Disney’s Bob Iger Reveals Company Was Close to Buying Twitter But Concern Over Bots Held Them Back
Back in 2016, Disney CEO Bob Iger pitched the idea that the company should buy Twitter as a means of bigger distribution for the company, but the idea was quickly abandoned.
Iger appeared at the Code Conference earlier this week where he gave a more detailed explanation as to why the proposal was axed in 2016.
He cited many of the same concerns that Tesla CEO, Elon Musk had, during his attempt to purchase the company earlier this year… bots.
We were intent on going into the streaming business. We needed a technology solution. We have all this great IP. We weren’t a technology company. How do we get that IP to consumers around the world? … And we were kicking tires left and right. We thought about developing ourselves. Five years, $500 million. It wasn’t the money, it was the time, because the world was changing fast. And at the same time, we heard that Twitter was contemplating a sale.
We enter the process immediately, looking at Twitter as the solution: a global distribution platform. It was viewed as sort of a social network. We were viewing it as something completely different. We could put news, sports, entertainment, reach the world. And frankly, it would have been a phenomenal solution, distribution-wise.
Iger says he contemplated the decision and was worried about the distractions that would emerge from the acquisition.
Then, after we sold the whole concept to the Disney board and the Twitter board, and we’re really ready to execute — the negotiation was just about done — I went home, contemplated it for a weekend, and thought, ‘I’m not looking at this as carefully as I need to look at it.’ Yes, it’s a great solution from a distribution perspective. But it would come with so many other challenges and complexities that as a manager of a great global brand, I was not prepared to take on a major distraction and having to manage circumstances that weren’t even close to anything that we had faced before.
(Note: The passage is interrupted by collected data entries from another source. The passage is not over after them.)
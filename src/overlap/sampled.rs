//! Grid-sampled ellipse IoU.
//!
//! Each box is treated as the ellipse inscribed in it, with semi-axes `w / 2`
//! along the local x axis and `h / 2` along the local y axis. Areas are exact;
//! the intersection is estimated by testing cell centers of a regular grid laid
//! over the overlap of the two bounding rectangles.

use crate::geometry::OrientedBox;
use crate::overlap::{OverlapMatrix, OverlapOracle};
use crate::util::math::sin_cos_deg;
use crate::util::{AnchorTargetError, AnchorTargetResult};

/// Reference overlap oracle for elliptical footprints.
#[derive(Clone, Copy, Debug)]
pub struct SampledEllipseOverlap {
    resolution: usize,
}

impl Default for SampledEllipseOverlap {
    fn default() -> Self {
        Self { resolution: 32 }
    }
}

impl SampledEllipseOverlap {
    /// Creates an oracle sampling `resolution x resolution` points per pair.
    pub fn new(resolution: usize) -> AnchorTargetResult<Self> {
        if resolution < 2 {
            return Err(AnchorTargetError::InvalidConfig {
                reason: "overlap sampling resolution must be >= 2",
            });
        }
        Ok(Self { resolution })
    }

    pub fn resolution(&self) -> usize {
        self.resolution
    }

    /// Estimates the IoU of the ellipses inscribed in `a` and `b`.
    pub fn pair_iou(&self, a: &OrientedBox, b: &OrientedBox) -> f64 {
        let ea = Ellipse::from_box(a);
        let eb = Ellipse::from_box(b);
        let (ax0, ay0, ax1, ay1) = ea.bounds();
        let (bx0, by0, bx1, by1) = eb.bounds();
        let x0 = ax0.max(bx0);
        let y0 = ay0.max(by0);
        let x1 = ax1.min(bx1);
        let y1 = ay1.min(by1);
        if x1 <= x0 || y1 <= y0 {
            return 0.0;
        }

        let n = self.resolution;
        let step_x = (x1 - x0) / n as f64;
        let step_y = (y1 - y0) / n as f64;
        let mut hits = 0usize;
        for iy in 0..n {
            let y = y0 + (iy as f64 + 0.5) * step_y;
            for ix in 0..n {
                let x = x0 + (ix as f64 + 0.5) * step_x;
                if ea.contains(x, y) && eb.contains(x, y) {
                    hits += 1;
                }
            }
        }

        let inter = hits as f64 * step_x * step_y;
        let union = ea.area() + eb.area() - inter;
        if union <= 0.0 {
            return 0.0;
        }
        (inter / union).clamp(0.0, 1.0)
    }

    pub(crate) fn row(&self, anchor: &OrientedBox, gt: &[OrientedBox]) -> Vec<f64> {
        gt.iter().map(|g| self.pair_iou(anchor, g)).collect()
    }
}

impl OverlapOracle for SampledEllipseOverlap {
    fn compute_overlap(
        &self,
        anchors: &[OrientedBox],
        gt: &[OrientedBox],
    ) -> AnchorTargetResult<OverlapMatrix> {
        #[cfg(feature = "rayon")]
        let data = crate::overlap::rayon::overlap_rows_par(self, anchors, gt);
        #[cfg(not(feature = "rayon"))]
        let data: Vec<f64> = anchors.iter().flat_map(|a| self.row(a, gt)).collect();

        OverlapMatrix::new(data, anchors.len(), gt.len())
    }
}

struct Ellipse {
    cx: f64,
    cy: f64,
    semi_x: f64,
    semi_y: f64,
    sin_t: f64,
    cos_t: f64,
}

impl Ellipse {
    fn from_box(b: &OrientedBox) -> Self {
        let (sin_t, cos_t) = sin_cos_deg(b.theta);
        Self {
            cx: b.cx,
            cy: b.cy,
            semi_x: (b.width * 0.5).max(0.0),
            semi_y: (b.height * 0.5).max(0.0),
            sin_t,
            cos_t,
        }
    }

    fn area(&self) -> f64 {
        std::f64::consts::PI * self.semi_x * self.semi_y
    }

    /// Axis-aligned bounding rectangle `(x0, y0, x1, y1)`.
    fn bounds(&self) -> (f64, f64, f64, f64) {
        let ex = (self.semi_x * self.cos_t).hypot(self.semi_y * self.sin_t);
        let ey = (self.semi_x * self.sin_t).hypot(self.semi_y * self.cos_t);
        (self.cx - ex, self.cy - ey, self.cx + ex, self.cy + ey)
    }

    fn contains(&self, x: f64, y: f64) -> bool {
        if self.semi_x <= 0.0 || self.semi_y <= 0.0 {
            return false;
        }
        let dx = x - self.cx;
        let dy = y - self.cy;
        // Inverse rotation into the local frame.
        let lx = dx * self.cos_t + dy * self.sin_t;
        let ly = -dx * self.sin_t + dy * self.cos_t;
        let u = lx / self.semi_x;
        let v = ly / self.semi_y;
        u * u + v * v <= 1.0
    }
}

#[cfg(test)]
mod tests {
    use super::*;

    #[test]
    fn identical_ellipses_overlap_fully() {
        let oracle = SampledEllipseOverlap::new(128).unwrap();
        let b = OrientedBox::new(50.0, 40.0, 30.0, 60.0, 25.0);
        assert!(oracle.pair_iou(&b, &b) > 0.97);
    }

    #[test]
    fn disjoint_ellipses_do_not_overlap() {
        let oracle = SampledEllipseOverlap::default();
        let a = OrientedBox::new(0.0, 0.0, 10.0, 10.0, 0.0);
        let b = OrientedBox::new(100.0, 0.0, 10.0, 10.0, 0.0);
        assert_eq!(oracle.pair_iou(&a, &b), 0.0);
    }

    #[test]
    fn concentric_circles_overlap_by_area_ratio() {
        let oracle = SampledEllipseOverlap::new(128).unwrap();
        let big = OrientedBox::new(0.0, 0.0, 40.0, 40.0, 0.0);
        let small = OrientedBox::new(0.0, 0.0, 20.0, 20.0, 0.0);
        assert!((oracle.pair_iou(&big, &small) - 0.25).abs() < 0.01);
    }

    #[test]
    fn orientation_changes_overlap_of_elongated_shapes() {
        let oracle = SampledEllipseOverlap::new(64).unwrap();
        let a = OrientedBox::new(0.0, 0.0, 10.0, 80.0, 0.0);
        let same = OrientedBox::new(0.0, 0.0, 10.0, 80.0, 180.0);
        let crossed = OrientedBox::new(0.0, 0.0, 10.0, 80.0, 90.0);
        assert!(oracle.pair_iou(&a, &same) > 0.9);
        assert!(oracle.pair_iou(&a, &crossed) < 0.2);
    }

    #[test]
    fn oracle_fills_matrix_row_major() {
        let oracle = SampledEllipseOverlap::default();
        let anchors = [
            OrientedBox::new(0.0, 0.0, 10.0, 10.0, 0.0),
            OrientedBox::new(100.0, 0.0, 10.0, 10.0, 0.0),
        ];
        let gt = [OrientedBox::new(100.0, 0.0, 10.0, 10.0, 0.0)];
        let m = oracle.compute_overlap(&anchors, &gt).unwrap();
        assert_eq!((m.rows(), m.cols()), (2, 1));
        assert_eq!(m.get(0, 0), Some(0.0));
        assert!(m.get(1, 0).unwrap() > 0.9);
    }

    #[test]
    fn resolution_must_be_at_least_two() {
        assert!(SampledEllipseOverlap::new(1).is_err());
    }
}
Interestingly enough, because I read the news these days, we did look very carefully at all of the Twitter users — I guess they’re called users? — and we at that point estimated with some of Twitter’s help that a substantial portion — not a majority — were not real.
The deal fell through after the 2016 election. Iger credited reluctance in part to the potential for hate to dominate the platform.
Then you have to look, of course, at all the hate speech and potential to do as much harm as good. We’re in the business of manufacturing fun at Disney — of doing nothing but good, even though there are others today that criticize Disney for the opposite, which is wrong. This was just something that we were not ready to take on and I was not ready to take on as the CEO of a company and I thought it would have been irresponsible.